Bizumic works in photography, painting, installation, and video. His work is said to explore how the world is perceived and constructed, and how it can be otherwise. Tauranga Guggenheim (2002) imagined a Guggenheim museum built in the New Zealand provincial city of Tauranga, while The Night Shift (2003) imagined moving Hauturu/Little Barrier Island so that it sat inside the Venice Lagoon. The work asked why New Zealand could not shape an environment in Europe, the same way Europe had once shaped environments in New Zealand. Bizumic's work has been described as looking at the legacy of modernism by breaking it down into disassembled sensory effects. Bizumic's work was included in In Shifting Light, a group exhibition on New Zealand landscape art at Auckland Art Gallery (2008–2009), alongside works by Colin McCahon, Ralph Hotere and Charles Goldie.

From 2013 to 2017, Bizumic developed a body of work based on the history of Kodak and the transition from film-based to digital photography. The project was presented in exhibitions including Kodak Employed 144,000 People. Instagram 13. at MOSTYN in Wales and Georg Kargl in Vienna, and was documented in the 2018 publication Photo Boom Photo Bust. In this publication, Bizumic's Kodak project is described in relation to the changing conditions of photographic production, presentation and circulation.

In MoMA's Baby (2019), presented at MAK Vienna, Bizumic used a flatbed scanner in conjunction with mycelium growth to produce large-format works. His work STUDIO (A Conversation with Joan Levin Kirsch) examined the history of digital image scanning and is held in the MAK collection.

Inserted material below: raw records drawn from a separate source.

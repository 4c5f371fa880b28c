//! AST types for templates.
//!
//! All spans are absolute offsets into the component file, not into the
//! template content, so compiled output can be mapped straight back.

use smol_str::SmolStr;
use source_map::Span;

/// The root of a parsed template.
#[derive(Debug, Clone, Default)]
#[cfg_attr(feature = "serde", derive(serde::Serialize, serde::Deserialize))]
pub struct TemplateAst {
    /// Child nodes of the template.
    pub children: Vec<TemplateNode>,
    /// Source span of the entire template content.
    pub span: Span,
}

impl TemplateAst {
    /// Create a template AST with children.
    pub fn with_children(children: Vec<TemplateNode>, span: Span) -> Self {
        Self { children, span }
    }

    /// Visit every element in document order.
    pub fn walk_elements<'a>(&'a self, f: &mut impl FnMut(&'a ElementNode)) {
        fn walk<'a>(nodes: &'a [TemplateNode], f: &mut impl FnMut(&'a ElementNode)) {
            for node in nodes {
                match node {
                    TemplateNode::Element(el) => {
                        f(el);
                        walk(&el.children, f);
                    }
                    TemplateNode::If(if_node) => {
                        for branch in &if_node.branches {
                            f(&branch.element);
                            walk(&branch.element.children, f);
                        }
                    }
                    _ => {}
                }
            }
        }
        walk(&self.children, f);
    }
}

/// A node in the template AST.
#[derive(Debug, Clone)]
#[cfg_attr(feature = "serde", derive(serde::Serialize, serde::Deserialize))]
pub enum TemplateNode {
    /// An element (HTML or component).
    Element(ElementNode),
    /// A text node.
    Text(TextNode),
    /// An interpolation ({{ expr }}).
    Interpolation(InterpolationNode),
    /// A comment.
    Comment(CommentNode),
    /// A chain of sibling elements carrying v-if/v-else-if/v-else.
    If(IfNode),
}

impl TemplateNode {
    /// Get the span of this node.
    pub fn span(&self) -> Span {
        match self {
            Self::Element(n) => n.span,
            Self::Text(n) => n.span,
            Self::Interpolation(n) => n.span,
            Self::Comment(n) => n.span,
            Self::If(n) => n.span,
        }
    }
}

/// An element node (HTML element or component).
#[derive(Debug, Clone)]
#[cfg_attr(feature = "serde", derive(serde::Serialize, serde::Deserialize))]
pub struct ElementNode {
    /// The tag name.
    pub tag: SmolStr,
    /// Whether this looks like a component (PascalCase or dashed).
    pub is_component: bool,
    /// Static attributes.
    pub attrs: Vec<Attribute>,
    /// Directives, including the `:`/`@`/`#` shorthands, in source order.
    pub directives: Vec<Directive>,
    /// Parsed v-for expression, when the element has a valid one.
    pub v_for: Option<ForExpression>,
    /// Child nodes.
    pub children: Vec<TemplateNode>,
    /// Self-closing tag.
    pub self_closing: bool,
    /// Whether a matching end tag was found (always true for void elements).
    pub closed: bool,
    /// Source span.
    pub span: Span,
    /// Span of the tag name.
    pub tag_span: Span,
    /// Span of the start tag from `<` up to its closing `>` or `/>`,
    /// which is not included.
    pub start_tag: Span,
}

impl ElementNode {
    /// Check if this element has a specific directive.
    pub fn has_directive(&self, name: &str) -> bool {
        self.directives.iter().any(|d| d.name == name)
    }

    /// Get a directive by name.
    pub fn get_directive(&self, name: &str) -> Option<&Directive> {
        self.directives.iter().find(|d| d.name == name)
    }

    /// Get a static attribute by name.
    pub fn get_attr(&self, name: &str) -> Option<&Attribute> {
        self.attrs.iter().find(|a| a.name == name)
    }

    /// Spans of attribute values and dynamic arguments in the start tag.
    pub fn value_spans(&self) -> Vec<Span> {
        let mut spans: Vec<Span> = self
            .attrs
            .iter()
            .filter_map(|a| a.value.as_ref().map(|v| v.span))
            .chain(self.directives.iter().flat_map(|d| {
                let arg = match &d.arg {
                    Some(DirectiveArg::Dynamic(e)) => Some(e.span),
                    _ => None,
                };
                arg.into_iter().chain(d.value.as_ref().map(|v| v.span))
            }))
            .collect();
        spans.sort_by_key(|s| s.start);
        spans
    }

    /// The conditional directive carried by this element, if any.
    pub fn branch_directive(&self) -> Option<(IfBranchType, &Directive)> {
        self.directives.iter().find_map(|d| {
            let kind = match d.name.as_str() {
                "if" => IfBranchType::If,
                "else-if" => IfBranchType::ElseIf,
                "else" => IfBranchType::Else,
                _ => return None,
            };
            Some((kind, d))
        })
    }
}

/// A static attribute.
#[derive(Debug, Clone)]
#[cfg_attr(feature = "serde", derive(serde::Serialize, serde::Deserialize))]
pub struct Attribute {
    /// Attribute name.
    pub name: SmolStr,
    /// Attribute value, when present.
    pub value: Option<Expression>,
    /// Source span.
    pub span: Span,
}

/// A directive (v-*, :, @, #).
#[derive(Debug, Clone)]
#[cfg_attr(feature = "serde", derive(serde::Serialize, serde::Deserialize))]
pub struct Directive {
    /// Directive name (without v- prefix); shorthands are normalized to
    /// `bind`, `on` and `slot`.
    pub name: SmolStr,
    /// Directive argument (e.g., v-bind:arg).
    pub arg: Option<DirectiveArg>,
    /// Modifiers (e.g., .prevent, .stop).
    pub modifiers: Vec<SmolStr>,
    /// Expression value.
    pub value: Option<Expression>,
    /// Source span.
    pub span: Span,
}

impl Directive {
    /// Check if this is a v-slot directive.
    pub fn is_slot(&self) -> bool {
        self.name == "slot"
    }

    /// The static argument, if the directive has one.
    pub fn static_arg(&self) -> Option<&str> {
        self.arg.as_ref().and_then(DirectiveArg::as_static)
    }
}

/// A directive argument.
#[derive(Debug, Clone)]
#[cfg_attr(feature = "serde", derive(serde::Serialize, serde::Deserialize))]
pub enum DirectiveArg {
    /// Static argument (e.g., v-bind:foo).
    Static(SmolStr, Span),
    /// Dynamic argument (e.g., v-bind:[foo]).
    Dynamic(Expression),
}

impl DirectiveArg {
    /// Get the argument as a static string, if it is one.
    pub fn as_static(&self) -> Option<&str> {
        match self {
            Self::Static(s, _) => Some(s.as_str()),
            Self::Dynamic(_) => None,
        }
    }
}

/// A text node.
#[derive(Debug, Clone)]
#[cfg_attr(feature = "serde", derive(serde::Serialize, serde::Deserialize))]
pub struct TextNode {
    /// Source span.
    pub span: Span,
}

/// An interpolation node ({{ expr }}).
#[derive(Debug, Clone)]
#[cfg_attr(feature = "serde", derive(serde::Serialize, serde::Deserialize))]
pub struct InterpolationNode {
    /// The expression.
    pub expression: Expression,
    /// Source span.
    pub span: Span,
}

/// A comment node.
#[derive(Debug, Clone)]
#[cfg_attr(feature = "serde", derive(serde::Serialize, serde::Deserialize))]
pub struct CommentNode {
    /// Source span.
    pub span: Span,
}

/// A conditional chain (v-if/v-else-if/v-else).
#[derive(Debug, Clone)]
#[cfg_attr(feature = "serde", derive(serde::Serialize, serde::Deserialize))]
pub struct IfNode {
    /// Branches of the conditional.
    pub branches: Vec<IfBranch>,
    /// Source span.
    pub span: Span,
}

/// A branch in a conditional.
#[derive(Debug, Clone)]
#[cfg_attr(feature = "serde", derive(serde::Serialize, serde::Deserialize))]
pub struct IfBranch {
    /// The branch type.
    pub branch_type: IfBranchType,
    /// The element carrying the branch directive.
    pub element: ElementNode,
}

impl IfBranch {
    /// The condition (None for v-else).
    pub fn condition(&self) -> Option<&Expression> {
        self.element
            .branch_directive()
            .and_then(|(_, d)| d.value.as_ref())
    }
}

/// Type of if branch.
#[derive(Debug, Clone, Copy, PartialEq, Eq)]
#[cfg_attr(feature = "serde", derive(serde::Serialize, serde::Deserialize))]
pub enum IfBranchType {
    /// v-if
    If,
    /// v-else-if
    ElseIf,
    /// v-else
    Else,
}

/// A parsed v-for value: `alias in source` or `(a, b, c) of source`.
#[derive(Debug, Clone)]
#[cfg_attr(feature = "serde", derive(serde::Serialize, serde::Deserialize))]
pub struct ForExpression {
    /// Value, key and index aliases, in order. Patterns are kept verbatim.
    pub aliases: Vec<Expression>,
    /// The iterated expression.
    pub source: Expression,
}

/// A script expression embedded in the template.
#[derive(Debug, Clone, PartialEq, Eq)]
#[cfg_attr(feature = "serde", derive(serde::Serialize, serde::Deserialize))]
pub struct Expression {
    /// The raw expression text, exactly as written.
    pub content: String,
    /// Absolute span of `content`.
    pub span: Span,
}

impl Expression {
    /// Create a new expression.
    pub fn new(content: impl Into<String>, span: Span) -> Self {
        Self {
            content: content.into(),
            span,
        }
    }

    /// Build an expression from `raw` at `offset`, dropping surrounding
    /// whitespace while keeping the span exact.
    pub fn trimmed(raw: &str, offset: u32) -> Self {
        let leading = raw.len() - raw.trim_start().len();
        let content = raw.trim();
        let start = offset + leading as u32;
        Self::new(content, Span::new(start, start + content.len() as u32))
    }

    /// Whether the expression has no content.
    pub fn is_empty(&self) -> bool {
        self.content.is_empty()
    }
}

/// Element types for categorization.
#[derive(Debug, Clone, Copy, PartialEq, Eq)]
pub enum ElementType {
    /// Native HTML element.
    Element,
    /// Component.
    Component,
    /// Built-in element (slot, template, etc.).
    Builtin,
}

/// Determine the element type from a tag name.
pub fn get_element_type(tag: &str) -> ElementType {
    if matches!(
        tag,
        "template"
            | "slot"
            | "component"
            | "keep-alive"
            | "transition"
            | "transition-group"
            | "router-view"
            | "router-link"
    ) {
        return ElementType::Builtin;
    }

    // Components are PascalCase or have dashes
    if tag.chars().next().is_some_and(|c| c.is_uppercase()) || tag.contains('-') {
        return ElementType::Component;
    }

    ElementType::Element
}
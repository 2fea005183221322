//! Declared payload paths and their expansion into archive members.
//!
//! A [`PathList`] is the ordered, hand-maintained list of files and
//! directory roots that make up a release. Resolving it against the module
//! directory yields every payload file exactly once, in a stable order:
//! declaration order across entries, and file-name order inside each
//! walked directory.

use super::packaging_error::PackagingError;
use camino::{Utf8Component, Utf8Path, Utf8PathBuf};
use log::debug;
use std::collections::HashSet;
use std::fs;
use std::io::ErrorKind;
use walkdir::WalkDir;

/// Whether a declared path names a single file or a directory root.
#[derive(Debug, Clone, Copy, PartialEq, Eq)]
pub enum EntryKind {
    /// A single regular file.
    File,
    /// A directory whose files are included recursively.
    Directory,
}

impl EntryKind {
    const fn describe(self) -> &'static str {
        match self {
            Self::File => "a file",
            Self::Directory => "a directory",
        }
    }
}

/// One declared payload path, relative to the module directory.
///
/// The kind is either stated up front or left open, in which case it is
/// read from the file system when the list is resolved.
#[derive(Debug, Clone, PartialEq, Eq)]
pub struct PathEntry {
    path: Utf8PathBuf,
    kind: Option<EntryKind>,
}

impl PathEntry {
    /// Declare a single file.
    #[must_use]
    pub fn file(path: impl Into<Utf8PathBuf>) -> Self {
        Self {
            path: path.into(),
            kind: Some(EntryKind::File),
        }
    }

    /// Declare a directory root to include recursively.
    #[must_use]
    pub fn directory(path: impl Into<Utf8PathBuf>) -> Self {
        Self {
            path: path.into(),
            kind: Some(EntryKind::Directory),
        }
    }

    /// Declare a path whose kind is decided by what is on disk at resolve
    /// time.
    #[must_use]
    pub fn detect(path: impl Into<Utf8PathBuf>) -> Self {
        Self {
            path: path.into(),
            kind: None,
        }
    }

    /// The declared path.
    #[must_use]
    pub fn path(&self) -> &Utf8Path {
        &self.path
    }

    /// The declared kind, if one was stated.
    #[must_use]
    pub const fn kind(&self) -> Option<EntryKind> {
        self.kind
    }
}

/// An ordered list of declared payload paths.
///
/// Building a list never touches the file system. Paths are validated and
/// inspected by [`PathList::resolve`].
///
/// # Examples
///
/// ```
/// use modpack::release::path_list::{EntryKind, PathEntry, PathList};
///
/// let list = PathList::new(vec![
///     PathEntry::directory("code"),
///     PathEntry::file("info.json"),
/// ]);
/// assert_eq!(list.entries().len(), 2);
/// assert_eq!(list.entries()[0].kind(), Some(EntryKind::Directory));
/// ```
#[derive(Debug, Clone, Default, PartialEq, Eq)]
pub struct PathList(Vec<PathEntry>);

impl PathList {
    /// Create a list from explicitly typed entries.
    #[must_use]
    pub fn new(entries: Vec<PathEntry>) -> Self {
        Self(entries)
    }

    /// Declare `paths` in order, leaving each kind to be detected on disk.
    #[must_use]
    pub fn detect<I, S>(paths: I) -> Self
    where
        I: IntoIterator<Item = S>,
        S: AsRef<str>,
    {
        Self(
            paths
                .into_iter()
                .map(|raw| PathEntry::detect(raw.as_ref()))
                .collect(),
        )
    }

    /// The declared entries in order.
    #[must_use]
    pub fn entries(&self) -> &[PathEntry] {
        &self.0
    }

    /// Expand the list into payload files relative to `root`.
    ///
    /// Directory entries are walked recursively, following symbolic links,
    /// with siblings visited in file-name order. A file reachable through
    /// more than one entry is returned once, at its first position.
    ///
    /// # Errors
    ///
    /// Returns [`PackagingError::PathNotFound`] when a declared path is
    /// missing, [`PackagingError::InvalidPath`] when it is absolute,
    /// escapes `root`, has the wrong kind, or contains a non-UTF-8 name,
    /// and [`PackagingError::DirectoryWalk`] when a directory cannot be
    /// read.
    pub fn resolve(&self, root: &Utf8Path) -> Result<Vec<Utf8PathBuf>, PackagingError> {
        let mut seen = HashSet::new();
        let mut files = Vec::new();

        for entry in &self.0 {
            let relative = normalise(&entry.path)?;
            let actual = inspect(root, &entry.path, &relative)?;
            if let Some(declared) = entry.kind.filter(|declared| *declared != actual) {
                return Err(PackagingError::InvalidPath {
                    path: entry.path.clone(),
                    reason: format!(
                        "declared as {} but is {}",
                        declared.describe(),
                        actual.describe()
                    ),
                });
            }

            let found = match actual {
                EntryKind::File => vec![relative],
                EntryKind::Directory => walk_directory(root, &entry.path, &relative)?,
            };
            for file in found {
                if seen.insert(file.clone()) {
                    files.push(file);
                } else {
                    debug!("skipping {file}: already included by an earlier entry");
                }
            }
        }

        Ok(files)
    }
}

/// Strip `.` components and reject anything that could leave the module
/// directory. The module root itself normalises to an empty path.
fn normalise(declared: &Utf8Path) -> Result<Utf8PathBuf, PackagingError> {
    let invalid = |reason: &str| PackagingError::InvalidPath {
        path: declared.to_owned(),
        reason: reason.to_owned(),
    };
    if declared.as_str().is_empty() {
        return Err(invalid("path must not be empty"));
    }

    let mut relative = Utf8PathBuf::new();
    for component in declared.components() {
        match component {
            Utf8Component::Normal(part) => relative.push(part),
            Utf8Component::CurDir => {}
            Utf8Component::ParentDir => {
                return Err(invalid("path must not contain \"..\" components"));
            }
            Utf8Component::RootDir | Utf8Component::Prefix(_) => {
                return Err(invalid("path must be relative to the module directory"));
            }
        }
    }
    Ok(relative)
}

/// Determine what `relative` is on disk under `root`.
fn inspect(
    root: &Utf8Path,
    declared: &Utf8Path,
    relative: &Utf8Path,
) -> Result<EntryKind, PackagingError> {
    let metadata = fs::metadata(root.join(relative)).map_err(|err| {
        if err.kind() == ErrorKind::NotFound {
            PackagingError::PathNotFound {
                path: declared.to_owned(),
            }
        } else {
            PackagingError::InvalidPath {
                path: declared.to_owned(),
                reason: err.to_string(),
            }
        }
    })?;

    if metadata.is_dir() {
        Ok(EntryKind::Directory)
    } else if metadata.is_file() {
        Ok(EntryKind::File)
    } else {
        Err(PackagingError::InvalidPath {
            path: declared.to_owned(),
            reason: "not a regular file or directory".to_owned(),
        })
    }
}

/// Collect every regular file below `root/relative`, relative to `root`.
fn walk_directory(
    root: &Utf8Path,
    declared: &Utf8Path,
    relative: &Utf8Path,
) -> Result<Vec<Utf8PathBuf>, PackagingError> {
    let mut files = Vec::new();
    let walker = WalkDir::new(root.join(relative))
        .follow_links(true)
        .sort_by_file_name();

    for entry in walker {
        let entry = entry.map_err(|source| PackagingError::DirectoryWalk {
            path: declared.to_owned(),
            source,
        })?;
        if !entry.file_type().is_file() {
            continue;
        }

        let below_root = entry
            .path()
            .strip_prefix(root.as_std_path())
            .map_err(|_| PackagingError::InvalidPath {
                path: declared.to_owned(),
                reason: format!("{} is outside the module directory", entry.path().display()),
            })?;
        let file = Utf8PathBuf::from_path_buf(below_root.to_path_buf()).map_err(|path| {
            PackagingError::InvalidPath {
                path: declared.to_owned(),
                reason: format!("{} is not valid UTF-8", path.display()),
            }
        })?;
        files.push(file);
    }

    Ok(files)
}
//! Error types for release packaging.
//!
//! Covers manifest problems, declared paths that are missing or unusable,
//! and failures while writing or finalizing the ZIP archive.

use super::manifest::ManifestError;
use camino::Utf8PathBuf;
use thiserror::Error;

/// Low-level failures while producing the archive file.
#[derive(Debug, Error)]
pub enum ArchiveWriteError {
    /// Reading a payload file or writing the archive failed.
    #[error("I/O error: {0}")]
    Io(#[from] std::io::Error),

    /// The ZIP encoder rejected an entry or failed to finalize.
    #[error("ZIP error: {0}")]
    Zip(#[from] zip::result::ZipError),
}

/// Errors arising from packaging a release.
#[derive(Debug, Error)]
pub enum PackagingError {
    /// The manifest is missing, malformed, or has no usable version.
    #[error(transparent)]
    Manifest(#[from] ManifestError),

    /// The module directory cannot name a release.
    #[error("invalid module directory {path}: {reason}")]
    InvalidModuleDir {
        /// The module directory as given.
        path: Utf8PathBuf,
        /// Description of the failure.
        reason: String,
    },

    /// A declared payload path does not exist.
    #[error("declared path not found: {path}")]
    PathNotFound {
        /// The declared path, relative to the module directory.
        path: Utf8PathBuf,
    },

    /// A declared or discovered payload path cannot be archived.
    #[error("invalid payload path {path}: {reason}")]
    InvalidPath {
        /// The offending path.
        path: Utf8PathBuf,
        /// Description of the failure.
        reason: String,
    },

    /// Walking a declared directory failed.
    #[error("cannot walk directory {path}: {source}")]
    DirectoryWalk {
        /// The declared directory, relative to the module directory.
        path: Utf8PathBuf,
        /// The underlying walk error.
        #[source]
        source: walkdir::Error,
    },

    /// Writing or finalizing the archive failed.
    #[error("cannot write archive {archive}: {source}")]
    ArchiveWrite {
        /// Final path of the archive being produced.
        archive: Utf8PathBuf,
        /// The underlying failure.
        #[source]
        source: ArchiveWriteError,
    },
}
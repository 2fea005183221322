//! Mod version newtype.
//!
//! The version string is copied verbatim from the manifest into both the
//! archive file name and its top-level folder, so it must be non-empty,
//! free of surrounding whitespace, and must not contain path separators.

use super::error::{NamingError, Result};
use std::fmt;

/// A validated mod version string (e.g. `1.2.3`).
///
/// # Examples
///
/// ```
/// use modpack::release::version::ModVersion;
///
/// let version: ModVersion = "1.2.3".try_into().expect("valid version");
/// assert_eq!(version.as_str(), "1.2.3");
/// ```
#[derive(Debug, Clone, PartialEq, Eq, Hash)]
pub struct ModVersion(String);

impl ModVersion {
    /// Return the version as a string slice.
    #[must_use]
    pub fn as_str(&self) -> &str {
        &self.0
    }
}

fn invalid(value: &str, reason: impl Into<String>) -> NamingError {
    NamingError::InvalidVersion {
        value: value.to_owned(),
        reason: reason.into(),
    }
}

impl TryFrom<&str> for ModVersion {
    type Error = NamingError;

    fn try_from(value: &str) -> Result<Self> {
        if value.trim().is_empty() {
            return Err(invalid(value, "version must not be empty"));
        }
        if value.trim() != value {
            return Err(invalid(
                value,
                "version must not have leading or trailing whitespace",
            ));
        }
        if let Some(bad) = value
            .chars()
            .find(|c| matches!(c, '/' | '\\') || c.is_control())
        {
            return Err(invalid(
                value,
                format!("character {bad:?} is not allowed in a file name"),
            ));
        }
        if value == "." || value == ".." {
            return Err(invalid(value, "version must not be a relative path"));
        }
        Ok(Self(value.to_owned()))
    }
}

impl TryFrom<String> for ModVersion {
    type Error = NamingError;

    fn try_from(value: String) -> Result<Self> {
        Self::try_from(value.as_str()).map(|_| Self(value))
    }
}

impl fmt::Display for ModVersion {
    fn fmt(&self, f: &mut fmt::Formatter<'_>) -> fmt::Result {
        write!(f, "{}", self.0)
    }
}
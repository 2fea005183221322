//! Mod release packager.
//!
//! Reads a mod's version from its JSON manifest and archives a declared list
//! of files and directories into `<module>_<version>.zip`, every member
//! nested under a single `<module>_<version>/` folder.
//!
//! # Modules
//!
//! - [`cli`] - Command-line argument definitions
//! - [`config`] - `modpack.toml` packaging target configuration
//! - [`release`] - Manifest reading, release naming, and ZIP packaging

pub mod cli;
pub mod config;
pub mod release;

In 2020, Bizumic contributed the artistic exhibition design for Bakelite at the MAK in Vienna. Other artists who have undertaken interventions involving MAK collections include Jenny Holzer, Donald Judd, and Markus Schinwald.

== Publications ==

Fiji Biennale Pavilions. New Plymouth: Govett-Brewster Art Gallery, 2003/2004. ISBN 0-908848-66-8.
Sister Cities of Babel. Paris: Fondation d’entreprise Ricard, 2008.
Bankruptcy & Reorganization. Poznań: Centrum Kultury Zamek, 2014. ISBN 978-83-64750-02-1.
Photo Boom Photo Bust. Berlin: Revolver Publishing, 2018. ISBN 978-3-95763-415-3.